The zippered jacket was light gray in color and manufactured by a clothing company in Los Angeles. It still had the much-questioned laundry tag labeled B 9738 pinned to it. A separate laundry mark, 30 030, was stamped onto the jacket and clearly visible.19 Even though Oswald’s shirt was sized “small,” the jacket was tagged M for medium.20
I would be lying if I said I wasn’t awed by this evidence. I was holding in my own hands the clothing worn by the assassin, the guns he used on that terrible day, and the bullet. It was an opportunity afforded to few others.
I thanked my by-now dozing host, then hurried back to the research room. There was still much to be done.
New Leads and Mr. Weisberg
The Zapruder film and the physical evidence were both reasons why I went to the Archives. The real motive, though, was to search through the reams of Commission Documents for any information I could find about Victoria Adams.21 As I groped through box upon box of this mostly disorganized paperwork, I came across some tidbits.
One was a two-page interview of Miss Adams conducted by the FBI on November 24, 1963. Taken only two days after the assassination, it appeared to be her first official “on-the-record” statement. It was my first fresh lead in a while.

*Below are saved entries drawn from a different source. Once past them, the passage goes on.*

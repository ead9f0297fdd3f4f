use crate::{
    condition::{ConditionValue, Operator, OperatorKind},
    query::{BoundParam, ParamType, PlaceholderStyle},
};

/// Column a predicate tests, already qualified by its join alias.
#[derive(Debug, Clone, Copy, PartialEq, Eq)]
pub struct Target<'a> {
    pub alias: &'a str,
    pub column: &'a str,
    /// Type comparison and set values are bound with.
    pub ty: ParamType,
}

impl Target<'_> {
    fn qualified(&self) -> String {
        format!("{}.{}", self.alias, self.column)
    }
}

/// Parameterized WHERE fragment for one condition.
#[derive(Debug, Clone, PartialEq, Eq)]
pub struct Predicate {
    pub fragment: String,
    pub params: Vec<BoundParam>,
}

/// Compiles one condition into a WHERE fragment. Parameters are numbered
/// consecutively from `param_seed`.
///
/// Returns `None` when the value does not fit the operator: a missing or
/// list value for comparison and pattern operators, or anything but a
/// non-empty list for `IN` / `NOT IN`. Also `None` when the parameters
/// would be numbered past `u32::MAX`.
pub fn compile(
    target: &Target<'_>,
    operator: Operator,
    value: Option<&ConditionValue>,
    param_seed: u32,
    style: PlaceholderStyle,
) -> Option<Predicate> {
    let column = target.qualified();
    let op = operator.as_sql();

    match operator.kind() {
        OperatorKind::Comparison => {
            let value = value?.as_single()?;
            param_seed.checked_add(1)?;
            Some(Predicate {
                fragment: format!("{} {} {}", column, op, style.placeholder(param_seed)),
                params: vec![BoundParam {
                    index: param_seed,
                    value: value.to_string(),
                    ty: target.ty,
                }],
            })
        }
        OperatorKind::Pattern => {
            let value = value?.as_single()?;
            param_seed.checked_add(1)?;
            Some(Predicate {
                fragment: format!("{} {} {}", column, op, style.placeholder(param_seed)),
                params: vec![BoundParam::string(param_seed, format!("%{}%", value))],
            })
        }
        OperatorKind::NullCheck => Some(Predicate {
            fragment: format!("{} {}", column, op),
            params: Vec::new(),
        }),
        OperatorKind::Set => {
            let values = value?.as_list()?;
            if values.is_empty() {
                return None;
            }
            param_seed.checked_add(u32::try_from(values.len()).ok()?)?;

            let params: Vec<BoundParam> = values
                .iter()
                .zip(param_seed..)
                .map(|(value, index)| BoundParam {
                    index,
                    value: value.clone(),
                    ty: target.ty,
                })
                .collect();
            let placeholders = params
                .iter()
                .map(|p| style.placeholder(p.index))
                .collect::<Vec<_>>()
                .join(", ");

            Some(Predicate {
                fragment: format!("{} {} ({})", column, op, placeholders),
                params,
            })
        }
    }
}
use std::{str::FromStr, time::Instant};

use async_trait::async_trait;
use metrics::histogram;
use sqlx::{
    PgPool, Postgres, Row,
    postgres::{PgArguments, PgRow},
    query::Query as PgQuery,
};
use tracing::debug;

use crate::{
    adapters::{MetadataAdapter, ScheduleStore},
    condition::FieldId,
    error::Error,
    field::{FieldRecord, FieldSummary},
    mapping::MappingType,
    query::{BoundParam, Positional, RecipientQuery, TypedValue},
    schedule::Schedule,
};

/// PostgreSQL adapter over the host's custom field and schedule tables.
///
/// Postgres does not coerce text parameters against numeric or date
/// columns, so configurations used with this adapter should enable
/// `FilterConfig::typed_params`.
///
/// Schema:
/// ```sql
/// CREATE TABLE public.civicrm_custom_group (
///     id BIGSERIAL PRIMARY KEY,
///     title TEXT NOT NULL,
///     extends TEXT NOT NULL,
///     table_name TEXT NOT NULL,
///     is_active BOOLEAN NOT NULL DEFAULT TRUE
/// );
///
/// CREATE TABLE public.civicrm_custom_field (
///     id BIGSERIAL PRIMARY KEY,
///     custom_group_id BIGINT NOT NULL REFERENCES civicrm_custom_group(id) ON DELETE CASCADE,
///     label TEXT NOT NULL,
///     column_name TEXT NOT NULL,
///     data_type TEXT NOT NULL,
///     html_type TEXT NOT NULL,
///     is_active BOOLEAN NOT NULL DEFAULT TRUE
/// );
///
/// CREATE TABLE public.civicrm_action_schedule (
///     id BIGSERIAL PRIMARY KEY,
///     title TEXT NOT NULL,
///     mapping_id TEXT NOT NULL,
///     is_active BOOLEAN NOT NULL DEFAULT TRUE,
///     custom_field_filter_data TEXT
/// );
/// ```
pub struct PostgresAdapter {
    pub(crate) pool: PgPool,
}

impl PostgresAdapter {
    pub fn from_pool(pool: PgPool) -> Self {
        Self { pool }
    }

    pub fn pool(&self) -> &PgPool {
        &self.pool
    }

    /// Creates the metadata and schedule tables when missing, and adds the
    /// filter column to a schedule table that predates it.
    pub async fn init_schema(&self) -> Result<(), Error> {
        let mut tx = self
            .pool
            .begin()
            .await
            .map_err(|err| Error::Storage(err.to_string()))?;

        sqlx::query(
            r#"
            CREATE TABLE IF NOT EXISTS public.civicrm_custom_group (
                id BIGSERIAL PRIMARY KEY,
                title TEXT NOT NULL,
                extends TEXT NOT NULL,
                table_name TEXT NOT NULL,
                is_active BOOLEAN NOT NULL DEFAULT TRUE
            );
            "#,
        )
        .execute(&mut *tx)
        .await
        .map_err(|e| Error::Storage(e.to_string()))?;

        sqlx::query(
            r#"
            CREATE TABLE IF NOT EXISTS public.civicrm_custom_field (
                id BIGSERIAL PRIMARY KEY,
                custom_group_id BIGINT NOT NULL
                    REFERENCES public.civicrm_custom_group(id) ON DELETE CASCADE,
                label TEXT NOT NULL,
                column_name TEXT NOT NULL,
                data_type TEXT NOT NULL,
                html_type TEXT NOT NULL,
                is_active BOOLEAN NOT NULL DEFAULT TRUE
            );
            "#,
        )
        .execute(&mut *tx)
        .await
        .map_err(|e| Error::Storage(e.to_string()))?;

        sqlx::query(
            r#"
            CREATE INDEX IF NOT EXISTS idx_custom_field_group
                ON public.civicrm_custom_field(custom_group_id)
                WHERE is_active;
            "#,
        )
        .execute(&mut *tx)
        .await
        .map_err(|e| Error::Storage(e.to_string()))?;

        sqlx::query(
            r#"
            CREATE TABLE IF NOT EXISTS public.civicrm_action_schedule (
                id BIGSERIAL PRIMARY KEY,
                title TEXT NOT NULL,
                mapping_id TEXT NOT NULL,
                is_active BOOLEAN NOT NULL DEFAULT TRUE
            );
            "#,
        )
        .execute(&mut *tx)
        .await
        .map_err(|e| Error::Storage(e.to_string()))?;

        sqlx::query(
            r#"
            ALTER TABLE public.civicrm_action_schedule
                ADD COLUMN IF NOT EXISTS custom_field_filter_data TEXT;
            "#,
        )
        .execute(&mut *tx)
        .await
        .map_err(|e| Error::Storage(e.to_string()))?;

        tx.commit()
            .await
            .map_err(|e| Error::Storage(e.to_string()))?;

        Ok(())
    }

    /// Runs an augmented recipient query and returns the first column of
    /// every row, which must be an integer id.
    pub async fn fetch_recipient_ids(&self, query: &RecipientQuery) -> Result<Vec<i64>, Error> {
        let start = Instant::now();
        let (sql, binds) = query.to_positional(Positional::Dollar);

        let rows = Self::query_bind_params(sqlx::query(&sql), &binds)
            .fetch_all(&self.pool)
            .await
            .map_err(|e| Error::Storage(e.to_string()))?;

        histogram!("reminder_filters.recipients.duration_ms", "backend" => "postgres")
            .record(start.elapsed().as_secs_f64() * 1000.0);

        rows.iter()
            .map(|row| {
                row.try_get::<i64, _>(0)
                    .map_err(|e| Error::Deserialize(e.to_string()))
            })
            .collect()
    }

    fn query_bind_params<'a>(
        mut query: PgQuery<'a, Postgres, PgArguments>,
        params: &[BoundParam],
    ) -> PgQuery<'a, Postgres, PgArguments> {
        for param in params {
            query = match param.typed_value() {
                TypedValue::Text(s) => query.bind(s),
                TypedValue::Integer(i) => query.bind(i),
                TypedValue::Float(f) => query.bind(f),
                TypedValue::Boolean(b) => query.bind(b),
                TypedValue::Timestamp(t) => query.bind(t),
            };
        }
        query
    }

    fn map_row_to_schedule(row: &PgRow) -> Result<Schedule, Error> {
        let de = |e: sqlx::Error| Error::Deserialize(e.to_string());
        let mapping_raw: String = row.try_get("mapping_id").map_err(de)?;

        Ok(Schedule {
            id: row.try_get("id").map_err(de)?,
            title: row.try_get("title").map_err(de)?,
            mapping: MappingType::from_str(&mapping_raw)?,
            is_active: row.try_get("is_active").map_err(de)?,
            filter_data: row.try_get("custom_field_filter_data").map_err(de)?,
        })
    }

    fn collect_schedules(
        rows: &[PgRow],
        mapping: Option<MappingType>,
    ) -> Result<Vec<Schedule>, Error> {
        let mut out = Vec::with_capacity(rows.len());
        for row in rows {
            match Self::map_row_to_schedule(row) {
                Ok(schedule) if mapping.is_none_or(|m| schedule.mapping == m) => out.push(schedule),
                Ok(_) => {}
                // Host mapping types this crate does not filter.
                Err(Error::Unsupported(what)) => debug!(%what, "skipping schedule"),
                Err(err) => return Err(err),
            }
        }
        Ok(out)
    }
}

#[async_trait]
impl MetadataAdapter for PostgresAdapter {
    async fn get_field(&self, field_id: FieldId) -> Result<Option<FieldRecord>, Error> {
        let id = i64::try_from(field_id.0).map_err(|_| Error::NotFound)?;
        let row = sqlx::query(
            r#"
            SELECT g.table_name, f.column_name, f.data_type, f.html_type, g.extends
            FROM public.civicrm_custom_field f
            JOIN public.civicrm_custom_group g ON g.id = f.custom_group_id
            WHERE f.id = $1
            "#,
        )
        .bind(id)
        .fetch_optional(&self.pool)
        .await
        .map_err(|e| Error::Storage(e.to_string()))?;

        let Some(row) = row else {
            return Ok(None);
        };
        let de = |e: sqlx::Error| Error::Deserialize(e.to_string());
        Ok(Some(FieldRecord {
            table_name: row.try_get("table_name").map_err(de)?,
            column_name: row.try_get("column_name").map_err(de)?,
            data_type: row.try_get("data_type").map_err(de)?,
            html_type: row.try_get("html_type").map_err(de)?,
            extends: row.try_get("extends").map_err(de)?,
        }))
    }

    async fn get_fields_for_entity(&self, extends: &str) -> Result<Vec<FieldSummary>, Error> {
        let rows = sqlx::query(
            r#"
            SELECT f.id, f.label, f.data_type, f.html_type, f.custom_group_id
            FROM public.civicrm_custom_field f
            JOIN public.civicrm_custom_group g ON g.id = f.custom_group_id
            WHERE g.extends = $1 AND g.is_active AND f.is_active
            ORDER BY f.id
            "#,
        )
        .bind(extends)
        .fetch_all(&self.pool)
        .await
        .map_err(|e| Error::Storage(e.to_string()))?;

        let de = |e: sqlx::Error| Error::Deserialize(e.to_string());
        rows.iter()
            .map(|row| {
                let id: i64 = row.try_get("id").map_err(de)?;
                let id = u64::try_from(id)
                    .map_err(|_| Error::Deserialize(format!("negative custom field id {}", id)))?;
                Ok(FieldSummary {
                    id: FieldId(id),
                    label: row.try_get("label").map_err(de)?,
                    data_type: row.try_get("data_type").map_err(de)?,
                    html_type: row.try_get("html_type").map_err(de)?,
                    custom_group_id: row.try_get("custom_group_id").map_err(de)?,
                })
            })
            .collect()
    }

    async fn get_group_title(&self, group_id: i64) -> Result<Option<String>, Error> {
        sqlx::query_scalar("SELECT title FROM public.civicrm_custom_group WHERE id = $1")
            .bind(group_id)
            .fetch_optional(&self.pool)
            .await
            .map_err(|e| Error::Storage(e.to_string()))
    }

    // Postgres has no implicit cast from a text parameter to integer,
    // numeric or timestamp columns.
    fn requires_typed_params(&self) -> bool {
        true
    }
}

#[async_trait]
impl ScheduleStore for PostgresAdapter {
    async fn active_schedules(
        &self,
        mapping: Option<MappingType>,
    ) -> Result<Vec<Schedule>, Error> {
        let rows = sqlx::query(
            r#"
            SELECT id, title, mapping_id, is_active, custom_field_filter_data
            FROM public.civicrm_action_schedule
            WHERE is_active
            ORDER BY id
            "#,
        )
        .fetch_all(&self.pool)
        .await
        .map_err(|e| Error::Storage(e.to_string()))?;

        Self::collect_schedules(&rows, mapping)
    }

    async fn schedules_with_filter_data(&self) -> Result<Vec<Schedule>, Error> {
        let rows = sqlx::query(
            r#"
            SELECT id, title, mapping_id, is_active, custom_field_filter_data
            FROM public.civicrm_action_schedule
            WHERE custom_field_filter_data IS NOT NULL
            ORDER BY id
            "#,
        )
        .fetch_all(&self.pool)
        .await
        .map_err(|e| Error::Storage(e.to_string()))?;

        Self::collect_schedules(&rows, None)
    }

    async fn fetch_schedule(&self, schedule_id: i64) -> Result<Option<Schedule>, Error> {
        let row = sqlx::query(
            r#"
            SELECT id, title, mapping_id, is_active, custom_field_filter_data
            FROM public.civicrm_action_schedule
            WHERE id = $1
            "#,
        )
        .bind(schedule_id)
        .fetch_optional(&self.pool)
        .await
        .map_err(|e| Error::Storage(e.to_string()))?;

        row.as_ref().map(Self::map_row_to_schedule).transpose()
    }

    async fn save_filter_data(
        &self,
        schedule_id: i64,
        filter_data: Option<String>,
    ) -> Result<(), Error> {
        let result = sqlx::query(
            "UPDATE public.civicrm_action_schedule SET custom_field_filter_data = $1 WHERE id = $2",
        )
        .bind(filter_data)
        .bind(schedule_id)
        .execute(&self.pool)
        .await
        .map_err(|e| Error::Storage(e.to_string()))?;

        if result.rows_affected() == 0 {
            return Err(Error::NotFound);
        }
        Ok(())
    }
}
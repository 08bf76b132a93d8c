use serde::{Deserialize, Serialize};
use tracing::{debug, warn};

use crate::error::LoadResult;
use crate::filter::filter;
use crate::loader::CatalogLoader;
use crate::paginate::{paginate, total_pages, Pagination, ITEMS_PER_PAGE};
use crate::types::Item;

#[derive(Debug, Clone, Copy, PartialEq, Eq, Default, Serialize, Deserialize)]
#[serde(rename_all = "lowercase")]
pub enum Theme {
    #[default]
    Dark,
    Light,
}

impl Theme {
    pub fn toggled(self) -> Self {
        match self {
            Theme::Dark => Theme::Light,
            Theme::Light => Theme::Dark,
        }
    }

    /// Icon of the toggle: it shows the theme you would switch to.
    pub fn icon(self) -> &'static str {
        match self {
            Theme::Light => "🌙",
            Theme::Dark => "☀️",
        }
    }
}

/// Token handed out per load request. Only the newest one may apply.
#[derive(Debug, Clone, Copy, PartialEq, Eq)]
pub struct LoadTicket(u64);

#[derive(Debug, Clone, Copy, PartialEq, Eq)]
pub enum LoadOutcome {
    /// Catalog replaced with this many items.
    Applied(usize),
    /// A newer request was issued meanwhile; result dropped.
    Stale,
}

/// Session state: catalog, filtered view, paging, detail selection, theme.
#[derive(Debug, Clone)]
pub struct Browser {
    all_items: Vec<Item>,
    filtered: Vec<Item>,
    term: String,
    page: usize,
    page_size: usize,
    selected: Option<Item>,
    theme: Theme,
    generation: u64,
}

impl Default for Browser {
    fn default() -> Self { Self::new(ITEMS_PER_PAGE) }
}

impl Browser {
    pub fn new(page_size: usize) -> Self {
        Self {
            all_items: Vec::new(),
            filtered: Vec::new(),
            term: String::new(),
            page: 1,
            page_size: page_size.max(1),
            selected: None,
            theme: Theme::default(),
            generation: 0,
        }
    }

    pub fn items(&self) -> &[Item] { &self.all_items }
    pub fn filtered(&self) -> &[Item] { &self.filtered }
    pub fn term(&self) -> &str { &self.term }
    pub fn current_page(&self) -> usize { self.page }
    pub fn page_size(&self) -> usize { self.page_size }
    pub fn theme(&self) -> Theme { self.theme }
    pub fn selected(&self) -> Option<&Item> { self.selected.as_ref() }
    pub fn is_loaded(&self) -> bool { !self.all_items.is_empty() }

    /// 0 when the filtered view is empty.
    pub fn total_pages(&self) -> usize { total_pages(self.filtered.len(), self.page_size) }

    pub fn begin_load(&mut self) -> LoadTicket {
        self.generation += 1;
        LoadTicket(self.generation)
    }

    /// Apply a load result. Stale tickets are dropped whatever they carry;
    /// an error leaves the catalog untouched and is handed back.
    pub fn complete_load(&mut self, ticket: LoadTicket, result: LoadResult<Vec<Item>>) -> LoadResult<LoadOutcome> {
        if ticket.0 != self.generation {
            warn!(ticket = ticket.0, current = self.generation, "discarding stale catalog load");
            return Ok(LoadOutcome::Stale);
        }
        let items = result?;
        let count = items.len();
        self.replace_catalog(items);
        Ok(LoadOutcome::Applied(count))
    }

    pub async fn load(&mut self, loader: &CatalogLoader) -> LoadResult<LoadOutcome> {
        let ticket = self.begin_load();
        let result = loader.load().await;
        self.complete_load(ticket, result)
    }

    /// Fetch only when nothing has been loaded yet.
    pub async fn ensure_loaded(&mut self, loader: &CatalogLoader) -> LoadResult<Option<LoadOutcome>> {
        if self.is_loaded() {
            debug!(count = self.all_items.len(), "catalog already loaded, skipping fetch");
            return Ok(None);
        }
        self.load(loader).await.map(Some)
    }

    fn replace_catalog(&mut self, items: Vec<Item>) {
        self.all_items = items;
        self.filtered = self.all_items.clone();
        self.page = 1;
        self.selected = None;
    }

    /// Recompute the filtered view for `term` and go back to page 1.
    pub fn apply_term(&mut self, term: &str) {
        self.term = term.to_string();
        self.filtered = filter(&self.all_items, term);
        self.page = 1;
        debug!(term, matched = self.filtered.len(), total = self.all_items.len(), "filter applied");
    }

    pub fn previous_page(&mut self) -> bool {
        if self.page > 1 {
            self.page -= 1;
            true
        } else {
            false
        }
    }

    pub fn next_page(&mut self) -> bool {
        if self.page < self.total_pages() {
            self.page += 1;
            true
        } else {
            false
        }
    }

    /// Jump to `page`, clamped into the valid range. Returns the page landed on.
    pub fn go_to_page(&mut self, page: usize) -> usize {
        self.page = page.clamp(1, self.total_pages().max(1));
        self.page
    }

    pub fn view(&self) -> Pagination<'_> { paginate(&self.filtered, self.page, self.page_size) }

    /// Select the `index`-th (0-based) item of the visible page.
    pub fn open_detail(&mut self, index: usize) -> Option<&Item> {
        let item = self.view().page().and_then(|p| p.items.get(index)).cloned()?;
        self.selected = Some(item);
        self.selected.as_ref()
    }

    /// Returns whether a detail was open.
    pub fn close_detail(&mut self) -> bool { self.selected.take().is_some() }

    pub fn toggle_theme(&mut self) -> Theme {
        self.theme = self.theme.toggled();
        self.theme
    }
}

Miss Adams’ story to the FBI then was virtually the same as what she related to David Belin some five months later. The report was written in a third-person format that the FBI routinely used to summarize its interviews.
“Vickie [sic] Adams, 3651 Fontana Street, Dallas, Texas, furnished the following information:
“She is employed as office service representative by the Scott Foresman and Company, with offices located on the fourth floor of the Texas School Book Depository Company, Dallas.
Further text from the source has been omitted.